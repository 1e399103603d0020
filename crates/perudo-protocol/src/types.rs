//! Identity types and event addressing.

use std::fmt;

use serde::{Deserialize, Serialize};

/// A unique identifier for a player.
///
/// Newtype over `u64` so a player id can never be confused with a room id
/// even though both are plain numbers underneath. `#[serde(transparent)]`
/// keeps the JSON shape a bare number: `PlayerId(42)` serializes as `42`.
///
/// Ids are assigned by the session layer when a player first shows up and
/// are opaque to everything below it; the engine only ever compares them.
#[derive(Debug, Clone, Copy, PartialEq, Eq, Hash, Serialize, Deserialize)]
#[serde(transparent)]
pub struct PlayerId(pub u64);

impl fmt::Display for PlayerId {
    fn fmt(&self, f: &mut fmt::Formatter<'_>) -> fmt::Result {
        write!(f, "P-{}", self.0)
    }
}

/// A unique identifier for a room (one match of Liar's Dice).
#[derive(Debug, Clone, Copy, PartialEq, Eq, Hash, Serialize, Deserialize)]
#[serde(transparent)]
pub struct RoomId(pub u64);

impl fmt::Display for RoomId {
    fn fmt(&self, f: &mut fmt::Formatter<'_>) -> fmt::Result {
        write!(f, "R-{}", self.0)
    }
}

/// Who should receive a server event.
///
/// Rooms produce `(Recipient, ServerEvent)` pairs and the dispatch code
/// delivers each event only to the players the recipient names. This is
/// the mechanism that keeps a player's dice private: events carrying dice
/// are always addressed `Player(owner)`, never `All`.
#[derive(Debug, Clone, Copy, PartialEq, Eq, Serialize, Deserialize)]
pub enum Recipient {
    /// Every player in the room.
    All,

    /// One specific player.
    Player(PlayerId),

    /// Everyone except the specified player.
    AllExcept(PlayerId),
}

---

WHAT TO WORK ON ->
Reproduce the lines from the one with "are always addressed" to the end of the data exactly, leaving out every earlier line.

YOUR RESPONSE ->
/// are always addressed `Player(owner)`, never `All`.
#[derive(Debug, Clone, Copy, PartialEq, Eq, Serialize, Deserialize)]
pub enum Recipient {
    /// Every player in the room.
    All,

    /// One specific player.
    Player(PlayerId),

    /// Everyone except the specified player.
    AllExcept(PlayerId),
}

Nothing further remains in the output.